[RECORDS FOR THIS TASK Boundary: Start]

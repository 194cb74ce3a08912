//! Markdown test report generator.

use crate::config::Config;
use crate::discovery::RESULT_PATTERN;
use crate::error::Result;
use crate::reporter::{group_thousands, DocumentGenerator};
use crate::types::{AggregateStats, ResultFile};
use askama::Template;
use std::path::{Path, PathBuf};

/// Placeholder for values that cannot be computed.
const NOT_AVAILABLE: &str = "n/a";

/// Markdown report generator.
pub struct MarkdownReporter {
    title: String,
    environment: String,
    source_document: Option<PathBuf>,
    input_dir: PathBuf,
    allow_empty: bool,
    generated_at: String,
}

impl MarkdownReporter {
    /// Create a generator for results scanned from `input_dir`.
    #[must_use]
    pub fn new(config: &Config, input_dir: &Path, generated_at: String) -> Self {
        Self {
            title: config.report.title.clone(),
            environment: config.report.environment.clone(),
            source_document: config.paths.source_document.clone(),
            input_dir: input_dir.to_path_buf(),
            allow_empty: config.report.allow_empty,
            generated_at,
        }
    }

    /// Aggregate statistics for `files`.
    ///
    /// # Errors
    ///
    /// Returns `EmptyResultSet` for an empty slice unless empty sets are
    /// allowed, in which case the statistics are `None`.
    pub fn stats(&self, files: &[ResultFile]) -> Result<Option<AggregateStats>> {
        match AggregateStats::compute(files, &self.input_dir, RESULT_PATTERN) {
            Ok(stats) => Ok(Some(stats)),
            Err(e) if e.is_empty_set() && self.allow_empty => {
                tracing::warn!(dir = %self.input_dir.display(), "No result files, rendering empty report");
                Ok(None)
            }
            Err(e) => Err(e),
        }
    }

    /// Display path and size of the sample document.
    fn source_document_view(&self) -> (String, String) {
        let Some(path) = &self.source_document else {
            return (NOT_AVAILABLE.to_string(), NOT_AVAILABLE.to_string());
        };

        let size = match std::fs::metadata(path) {
            Ok(metadata) if metadata.is_file() => format!("{} bytes", group_thousands(metadata.len())),
            _ => {
                tracing::debug!(path = %path.display(), "Sample document not found");
                NOT_AVAILABLE.to_string()
            }
        };
        (path.display().to_string(), size)
    }
}

impl DocumentGenerator for MarkdownReporter {
    fn generate(&self, files: &[ResultFile]) -> Result<String> {
        self.generate_with_stats(files).map(|(markdown, _)| markdown)
    }
}

impl MarkdownReporter {
    /// Render the report and return it with the statistics it shows.
    ///
    /// # Errors
    ///
    /// See [`DocumentGenerator::generate`].
    pub fn generate_with_stats(&self, files: &[ResultFile]) -> Result<(String, Option<AggregateStats>)> {
        let stats = self.stats(files)?;
        let (source_document, source_size) = self.source_document_view();

        let template = ReportTemplate {
            title: &self.title,
            generated_at: &self.generated_at,
            environment: &self.environment,
            source_document,
            source_size,
            output_dir: self.input_dir.display().to_string(),
            theme_count: files.len(),
            status: if stats.is_some() { "✅ all passed" } else { "⚠️ no result files" },
            rows: files.iter().map(ReportRow::from).collect(),
            stats: StatsView::from(stats.as_ref()),
        };

        let markdown = template.render().map_err(|e| crate::err!(TemplateRender {
            template: "report.md",
            message: e.to_string(),
        }))?;

        Ok((markdown, stats))
    }
}

#[derive(Template)]
#[template(path = "report.md", escape = "none")]
struct ReportTemplate<'a> {
    title: &'a str,
    generated_at: &'a str,
    environment: &'a str,
    source_document: String,
    source_size: String,
    output_dir: String,
    theme_count: usize,
    status: &'static str,
    rows: Vec<ReportRow>,
    stats: StatsView,
}

/// One table row of the results section.
struct ReportRow {
    theme_name: String,
    size: String,
    css_size: String,
}

impl From<&ResultFile> for ReportRow {
    fn from(file: &ResultFile) -> Self {
        Self {
            theme_name: file.theme_name.replace('|', "\\|"),
            size: group_thousands(file.size_bytes),
            css_size: group_thousands(file.css_size_bytes),
        }
    }
}

/// Pre-formatted aggregate statistics.
struct StatsView {
    total: String,
    average: String,
    largest: String,
    smallest: String,
}

impl From<Option<&AggregateStats>> for StatsView {
    fn from(stats: Option<&AggregateStats>) -> Self {
        match stats {
            Some(stats) => Self {
                total: format!("{} bytes", group_thousands(stats.total_bytes)),
                average: format!("{} bytes", group_thousands(stats.average_bytes)),
                largest: format!(
                    "{} theme ({} bytes)",
                    stats.largest.theme_name,
                    group_thousands(stats.largest.size_bytes)
                ),
                smallest: format!(
                    "{} theme ({} bytes)",
                    stats.smallest.theme_name,
                    group_thousands(stats.smallest.size_bytes)
                ),
            },
            None => Self {
                total: "0 bytes".to_string(),
                average: NOT_AVAILABLE.to_string(),
                largest: NOT_AVAILABLE.to_string(),
                smallest: NOT_AVAILABLE.to_string(),
            },
        }
    }
}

[RECORDS FOR THIS TASK Boundary: End]

[EXERCISE AIM]: Please reproduce the records above in their entirety, exactly as given.

[OUTPUT FOR THIS EXERCISE]:
repository 194cb74ce3a08912
//! Markdown test report generator.

use crate::config::Config;
use crate::discovery::RESULT_PATTERN;
use crate::error::Result;
use crate::reporter::{group_thousands, DocumentGenerator};
use crate::types::{AggregateStats, ResultFile};
use askama::Template;
use std::path::{Path, PathBuf};

/// Placeholder for values that cannot be computed.
const NOT_AVAILABLE: &str = "n/a";

/// Markdown report generator.
pub struct MarkdownReporter {
    title: String,
    environment: String,
    source_document: Option<PathBuf>,
    input_dir: PathBuf,
    allow_empty: bool,
    generated_at: String,
}

impl MarkdownReporter {
    /// Create a generator for results scanned from `input_dir`.
    #[must_use]
    pub fn new(config: &Config, input_dir: &Path, generated_at: String) -> Self {
        Self {
            title: config.report.title.clone(),
            environment: config.report.environment.clone(),
            source_document: config.paths.source_document.clone(),
            input_dir: input_dir.to_path_buf(),
            allow_empty: config.report.allow_empty,
            generated_at,
        }
    }

    /// Aggregate statistics for `files`.
    ///
    /// # Errors
    ///
    /// Returns `EmptyResultSet` for an empty slice unless empty sets are
    /// allowed, in which case the statistics are `None`.
    pub fn stats(&self, files: &[ResultFile]) -> Result<Option<AggregateStats>> {
        match AggregateStats::compute(files, &self.input_dir, RESULT_PATTERN) {
            Ok(stats) => Ok(Some(stats)),
            Err(e) if e.is_empty_set() && self.allow_empty => {
                tracing::warn!(dir = %self.input_dir.display(), "No result files, rendering empty report");
                Ok(None)
            }
            Err(e) => Err(e),
        }
    }

    /// Display path and size of the sample document.
    fn source_document_view(&self) -> (String, String) {
        let Some(path) = &self.source_document else {
            return (NOT_AVAILABLE.to_string(), NOT_AVAILABLE.to_string());
        };

        let size = match std::fs::metadata(path) {
            Ok(metadata) if metadata.is_file() => format!("{} bytes", group_thousands(metadata.len())),
            _ => {
                tracing::debug!(path = %path.display(), "Sample document not found");
                NOT_AVAILABLE.to_string()
            }
        };
        (path.display().to_string(), size)
    }
}

impl DocumentGenerator for MarkdownReporter {
    fn generate(&self, files: &[ResultFile]) -> Result<String> {
        self.generate_with_stats(files).map(|(markdown, _)| markdown)
    }
}

impl MarkdownReporter {
    /// Render the report and return it with the statistics it shows.
    ///
    /// # Errors
    ///
    /// See [`DocumentGenerator::generate`].
    pub fn generate_with_stats(&self, files: &[ResultFile]) -> Result<(String, Option<AggregateStats>)> {
        let stats = self.stats(files)?;
        let (source_document, source_size) = self.source_document_view();

        let template = ReportTemplate {
            title: &self.title,
            generated_at: &self.generated_at,
            environment: &self.environment,
            source_document,
            source_size,
            output_dir: self.input_dir.display().to_string(),
            theme_count: files.len(),
            status: if stats.is_some() { "✅ all passed" } else { "⚠️ no result files" },
            rows: files.iter().map(ReportRow::from).collect(),
            stats: StatsView::from(stats.as_ref()),
        };

        let markdown = template.render().map_err(|e| crate::err!(TemplateRender {
            template: "report.md",
            message: e.to_string(),
        }))?;

        Ok((markdown, stats))
    }
}

#[derive(Template)]
#[template(path = "report.md", escape = "none")]
struct ReportTemplate<'a> {
    title: &'a str,
    generated_at: &'a str,
    environment: &'a str,
    source_document: String,
    source_size: String,
    output_dir: String,
    theme_count: usize,
    status: &'static str,
    rows: Vec<ReportRow>,
    stats: StatsView,
}

/// One table row of the results section.
struct ReportRow {
    theme_name: String,
    size: String,
    css_size: String,
}

impl From<&ResultFile> for ReportRow {
    fn from(file: &ResultFile) -> Self {
        Self {
            theme_name: file.theme_name.replace('|', "\\|"),
            size: group_thousands(file.size_bytes),
            css_size: group_thousands(file.css_size_bytes),
        }
    }
}

/// Pre-formatted aggregate statistics.
struct StatsView {
    total: String,
    average: String,
    largest: String,
    smallest: String,
}

impl From<Option<&AggregateStats>> for StatsView {
    fn from(stats: Option<&AggregateStats>) -> Self {
        match stats {
            Some(stats) => Self {
                total: format!("{} bytes", group_thousands(stats.total_bytes)),
                average: format!("{} bytes", group_thousands(stats.average_bytes)),
                largest: format!(
                    "{} theme ({} bytes)",
                    stats.largest.theme_name,
                    group_thousands(stats.largest.size_bytes)
                ),
                smallest: format!(
                    "{} theme ({} bytes)",
                    stats.smallest.theme_name,
                    group_thousands(stats.smallest.size_bytes)
                ),
            },
            None => Self {
                total: "0 bytes".to_string(),
                average: NOT_AVAILABLE.to_string(),
                largest: NOT_AVAILABLE.to_string(),
                smallest: NOT_AVAILABLE.to_string(),
            },
        }
    }
}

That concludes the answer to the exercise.